→ Data excerpts
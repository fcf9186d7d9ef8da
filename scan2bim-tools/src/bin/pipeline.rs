use std::{fs, time::Instant};

use anyhow::{Context, Result};
use log::{error, info};
use scan2bim_tools::{cli, stages::Stage};

fn main() -> Result<()> {
    cli::init_logging();

    let matches = cli::app(
        "scan2bim pipeline",
        "Runs feature extraction, training, prediction and correction in sequence",
        None,
    )
    .get_matches();
    let config = cli::config_from_matches(&matches, None)?;

    for directory in config.paths.directories() {
        fs::create_dir_all(&directory)
            .with_context(|| format!("Could not create directory {}", directory.display()))?;
    }

    let t_start = Instant::now();
    let mut timings = Vec::with_capacity(Stage::ALL.len());
    for stage in Stage::ALL.iter() {
        info!("Running {}", stage);
        let t_stage = Instant::now();
        if let Err(why) = stage.run(&config) {
            error!("{} failed after {:.2?}, skipping the remaining stages", stage, t_stage.elapsed());
            return Err(why.context(format!("Stage '{}' failed", stage)));
        }
        let elapsed = t_stage.elapsed();
        info!("Finished {} in {:.2?}", stage, elapsed);
        timings.push((*stage, elapsed));
    }

    let total = t_start.elapsed().as_secs_f64();
    println!("Ran {} stages", timings.len());
    for (stage, elapsed) in timings {
        println!("\t{:<20} {:>10.2}s", stage.name(), elapsed.as_secs_f64());
    }
    println!(
        "Total machine time: {:.2}s ({:.2} min)",
        total,
        total / 60.0
    );
    Ok(())
}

→ Task description
Your answer must be the records above, repeated exactly.

→ Result of the task
repository fcf9186d7d9ef8da
filename scan2bim-tools/src/bin/pipeline.rs
use std::{fs, time::Instant};

use anyhow::{Context, Result};
use log::{error, info};
use scan2bim_tools::{cli, stages::Stage};

fn main() -> Result<()> {
    cli::init_logging();

    let matches = cli::app(
        "scan2bim pipeline",
        "Runs feature extraction, training, prediction and correction in sequence",
        None,
    )
    .get_matches();
    let config = cli::config_from_matches(&matches, None)?;

    for directory in config.paths.directories() {
        fs::create_dir_all(&directory)
            .with_context(|| format!("Could not create directory {}", directory.display()))?;
    }

    let t_start = Instant::now();
    let mut timings = Vec::with_capacity(Stage::ALL.len());
    for stage in Stage::ALL.iter() {
        info!("Running {}", stage);
        let t_stage = Instant::now();
        if let Err(why) = stage.run(&config) {
            error!("{} failed after {:.2?}, skipping the remaining stages", stage, t_stage.elapsed());
            return Err(why.context(format!("Stage '{}' failed", stage)));
        }
        let elapsed = t_stage.elapsed();
        info!("Finished {} in {:.2?}", stage, elapsed);
        timings.push((*stage, elapsed));
    }

    let total = t_start.elapsed().as_secs_f64();
    println!("Ran {} stages", timings.len());
    for (stage, elapsed) in timings {
        println!("\t{:<20} {:>10.2}s", stage.name(), elapsed.as_secs_f64());
    }
    println!(
        "Total machine time: {:.2}s ({:.2} min)",
        total,
        total / 60.0
    );
    Ok(())
}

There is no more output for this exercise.